## Your task
How many lines in the entries below contain "sync"? Answer with the number only.

## Data in this exercise
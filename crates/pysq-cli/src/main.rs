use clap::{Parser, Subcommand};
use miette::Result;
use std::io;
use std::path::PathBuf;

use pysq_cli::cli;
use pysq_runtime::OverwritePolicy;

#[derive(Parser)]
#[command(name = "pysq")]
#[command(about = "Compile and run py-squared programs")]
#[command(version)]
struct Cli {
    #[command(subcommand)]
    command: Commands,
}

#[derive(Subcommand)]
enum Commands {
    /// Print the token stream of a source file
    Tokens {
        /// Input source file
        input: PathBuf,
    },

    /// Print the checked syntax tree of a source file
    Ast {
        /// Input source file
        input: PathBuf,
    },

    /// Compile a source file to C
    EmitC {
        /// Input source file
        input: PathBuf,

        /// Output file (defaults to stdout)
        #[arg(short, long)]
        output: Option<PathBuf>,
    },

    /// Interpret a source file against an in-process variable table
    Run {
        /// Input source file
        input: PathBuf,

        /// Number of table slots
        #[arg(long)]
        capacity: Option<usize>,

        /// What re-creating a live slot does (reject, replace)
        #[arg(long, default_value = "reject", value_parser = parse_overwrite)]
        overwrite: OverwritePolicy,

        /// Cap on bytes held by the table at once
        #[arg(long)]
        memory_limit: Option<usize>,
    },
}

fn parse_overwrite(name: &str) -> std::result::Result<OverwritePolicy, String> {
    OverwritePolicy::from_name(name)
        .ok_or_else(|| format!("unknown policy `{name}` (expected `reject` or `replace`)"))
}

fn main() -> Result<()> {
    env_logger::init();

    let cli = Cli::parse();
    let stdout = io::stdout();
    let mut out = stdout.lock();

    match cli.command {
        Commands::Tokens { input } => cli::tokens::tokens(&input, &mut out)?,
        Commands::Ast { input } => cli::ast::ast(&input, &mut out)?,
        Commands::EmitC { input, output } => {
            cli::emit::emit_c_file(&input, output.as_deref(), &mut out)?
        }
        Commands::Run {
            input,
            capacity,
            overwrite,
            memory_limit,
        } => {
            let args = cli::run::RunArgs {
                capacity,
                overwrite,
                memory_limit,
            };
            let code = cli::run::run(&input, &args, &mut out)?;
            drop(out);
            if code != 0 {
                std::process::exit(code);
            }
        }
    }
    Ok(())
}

* * *

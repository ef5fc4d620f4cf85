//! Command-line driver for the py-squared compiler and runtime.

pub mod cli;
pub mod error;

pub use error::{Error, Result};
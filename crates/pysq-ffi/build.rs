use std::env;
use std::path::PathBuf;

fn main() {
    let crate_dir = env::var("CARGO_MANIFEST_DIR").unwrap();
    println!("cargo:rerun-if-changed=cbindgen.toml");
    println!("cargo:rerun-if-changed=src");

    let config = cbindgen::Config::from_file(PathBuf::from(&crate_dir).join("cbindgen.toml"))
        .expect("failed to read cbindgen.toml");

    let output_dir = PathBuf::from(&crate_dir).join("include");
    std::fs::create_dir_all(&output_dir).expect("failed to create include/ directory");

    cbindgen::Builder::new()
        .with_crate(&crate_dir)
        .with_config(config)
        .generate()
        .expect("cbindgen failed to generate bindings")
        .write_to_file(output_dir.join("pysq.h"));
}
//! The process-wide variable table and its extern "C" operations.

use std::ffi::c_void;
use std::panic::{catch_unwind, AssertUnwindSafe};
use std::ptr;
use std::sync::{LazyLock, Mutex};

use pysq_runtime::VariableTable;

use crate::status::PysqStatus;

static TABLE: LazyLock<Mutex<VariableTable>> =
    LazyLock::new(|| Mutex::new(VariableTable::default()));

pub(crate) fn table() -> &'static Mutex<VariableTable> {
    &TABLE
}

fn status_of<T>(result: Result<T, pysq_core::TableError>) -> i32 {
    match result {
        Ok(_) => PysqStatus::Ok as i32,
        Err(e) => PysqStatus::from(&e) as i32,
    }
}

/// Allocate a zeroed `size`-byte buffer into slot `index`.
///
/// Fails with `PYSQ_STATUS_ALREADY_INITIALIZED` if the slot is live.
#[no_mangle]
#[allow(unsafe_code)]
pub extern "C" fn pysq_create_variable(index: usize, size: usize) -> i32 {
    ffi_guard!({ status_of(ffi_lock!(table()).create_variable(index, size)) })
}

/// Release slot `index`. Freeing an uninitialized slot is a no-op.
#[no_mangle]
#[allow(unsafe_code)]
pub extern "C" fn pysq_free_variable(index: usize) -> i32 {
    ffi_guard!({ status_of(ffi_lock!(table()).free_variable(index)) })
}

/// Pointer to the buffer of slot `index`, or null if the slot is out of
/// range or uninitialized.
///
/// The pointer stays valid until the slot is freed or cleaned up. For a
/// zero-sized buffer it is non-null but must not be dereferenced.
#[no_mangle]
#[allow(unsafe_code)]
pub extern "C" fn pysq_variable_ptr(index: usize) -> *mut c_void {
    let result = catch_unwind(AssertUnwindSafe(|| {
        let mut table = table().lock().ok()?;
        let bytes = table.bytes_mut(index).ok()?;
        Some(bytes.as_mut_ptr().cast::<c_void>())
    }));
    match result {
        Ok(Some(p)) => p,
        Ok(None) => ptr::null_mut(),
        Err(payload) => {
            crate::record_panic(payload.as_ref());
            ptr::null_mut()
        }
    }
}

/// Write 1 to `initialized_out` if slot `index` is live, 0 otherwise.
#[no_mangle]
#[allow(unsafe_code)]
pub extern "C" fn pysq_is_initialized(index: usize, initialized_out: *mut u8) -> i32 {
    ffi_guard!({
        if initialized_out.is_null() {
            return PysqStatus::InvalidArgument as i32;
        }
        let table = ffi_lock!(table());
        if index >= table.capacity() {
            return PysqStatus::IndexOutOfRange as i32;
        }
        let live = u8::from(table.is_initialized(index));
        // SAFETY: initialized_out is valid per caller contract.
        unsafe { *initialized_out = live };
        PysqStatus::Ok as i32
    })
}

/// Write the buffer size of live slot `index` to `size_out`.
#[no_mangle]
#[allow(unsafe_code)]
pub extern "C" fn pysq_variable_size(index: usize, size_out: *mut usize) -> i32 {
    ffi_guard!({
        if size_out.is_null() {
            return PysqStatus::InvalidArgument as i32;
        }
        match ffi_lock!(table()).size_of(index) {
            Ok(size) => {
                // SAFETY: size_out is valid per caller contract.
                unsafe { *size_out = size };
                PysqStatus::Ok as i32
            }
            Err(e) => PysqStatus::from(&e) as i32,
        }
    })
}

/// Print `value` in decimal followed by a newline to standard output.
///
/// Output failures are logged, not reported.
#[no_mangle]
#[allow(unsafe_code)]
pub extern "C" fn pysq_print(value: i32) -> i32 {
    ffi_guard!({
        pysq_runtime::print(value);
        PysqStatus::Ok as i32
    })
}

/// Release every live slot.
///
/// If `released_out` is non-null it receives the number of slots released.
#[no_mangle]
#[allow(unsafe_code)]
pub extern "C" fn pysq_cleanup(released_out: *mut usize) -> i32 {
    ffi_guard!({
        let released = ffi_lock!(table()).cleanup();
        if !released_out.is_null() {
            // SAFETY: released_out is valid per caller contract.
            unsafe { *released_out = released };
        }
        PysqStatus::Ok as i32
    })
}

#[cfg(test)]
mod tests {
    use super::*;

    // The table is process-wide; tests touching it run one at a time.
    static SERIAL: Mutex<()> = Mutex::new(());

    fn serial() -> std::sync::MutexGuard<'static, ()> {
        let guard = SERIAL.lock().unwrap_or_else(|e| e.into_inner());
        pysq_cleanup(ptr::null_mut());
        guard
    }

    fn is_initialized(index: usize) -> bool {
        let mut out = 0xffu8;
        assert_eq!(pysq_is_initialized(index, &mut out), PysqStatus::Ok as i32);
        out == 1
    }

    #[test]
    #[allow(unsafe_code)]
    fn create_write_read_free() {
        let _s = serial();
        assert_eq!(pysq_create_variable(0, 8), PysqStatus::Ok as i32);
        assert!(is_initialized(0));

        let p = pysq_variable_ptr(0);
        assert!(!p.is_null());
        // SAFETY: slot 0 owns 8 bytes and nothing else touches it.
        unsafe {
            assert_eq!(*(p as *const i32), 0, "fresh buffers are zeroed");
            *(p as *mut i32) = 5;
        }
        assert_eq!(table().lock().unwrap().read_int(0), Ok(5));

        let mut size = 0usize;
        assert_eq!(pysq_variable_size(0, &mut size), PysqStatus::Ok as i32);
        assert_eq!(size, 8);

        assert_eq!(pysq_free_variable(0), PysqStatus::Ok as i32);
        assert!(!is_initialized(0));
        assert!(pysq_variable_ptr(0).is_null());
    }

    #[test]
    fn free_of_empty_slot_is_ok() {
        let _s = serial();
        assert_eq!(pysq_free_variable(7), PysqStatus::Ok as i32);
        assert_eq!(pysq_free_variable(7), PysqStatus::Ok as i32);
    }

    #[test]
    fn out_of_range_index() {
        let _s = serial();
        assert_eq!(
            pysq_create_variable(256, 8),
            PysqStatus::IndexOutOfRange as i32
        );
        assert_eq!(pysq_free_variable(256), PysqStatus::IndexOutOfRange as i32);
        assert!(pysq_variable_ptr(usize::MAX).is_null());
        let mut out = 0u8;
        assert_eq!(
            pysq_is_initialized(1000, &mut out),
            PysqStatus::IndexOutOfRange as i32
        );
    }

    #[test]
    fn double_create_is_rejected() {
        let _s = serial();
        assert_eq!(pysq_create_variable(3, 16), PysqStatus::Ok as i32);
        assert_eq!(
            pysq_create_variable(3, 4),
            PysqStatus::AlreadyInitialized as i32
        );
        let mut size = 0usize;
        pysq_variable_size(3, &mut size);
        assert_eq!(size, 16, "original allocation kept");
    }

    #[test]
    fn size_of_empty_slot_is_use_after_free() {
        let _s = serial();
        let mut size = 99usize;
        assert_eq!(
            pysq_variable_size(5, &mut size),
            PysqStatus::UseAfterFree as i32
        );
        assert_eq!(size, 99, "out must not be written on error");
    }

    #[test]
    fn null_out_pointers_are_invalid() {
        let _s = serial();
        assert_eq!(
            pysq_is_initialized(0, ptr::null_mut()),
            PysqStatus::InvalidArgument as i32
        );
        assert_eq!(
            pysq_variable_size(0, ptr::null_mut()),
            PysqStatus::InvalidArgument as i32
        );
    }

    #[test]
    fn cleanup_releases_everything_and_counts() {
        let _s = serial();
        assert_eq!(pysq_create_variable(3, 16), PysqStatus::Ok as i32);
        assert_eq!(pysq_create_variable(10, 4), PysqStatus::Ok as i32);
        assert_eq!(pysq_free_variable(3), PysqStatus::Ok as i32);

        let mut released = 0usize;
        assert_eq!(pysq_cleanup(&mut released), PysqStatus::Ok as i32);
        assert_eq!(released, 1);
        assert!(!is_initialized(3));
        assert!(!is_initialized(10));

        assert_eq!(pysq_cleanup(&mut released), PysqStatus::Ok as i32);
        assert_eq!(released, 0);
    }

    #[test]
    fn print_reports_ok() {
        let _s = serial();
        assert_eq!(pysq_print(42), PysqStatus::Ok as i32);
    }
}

## Result for this task
2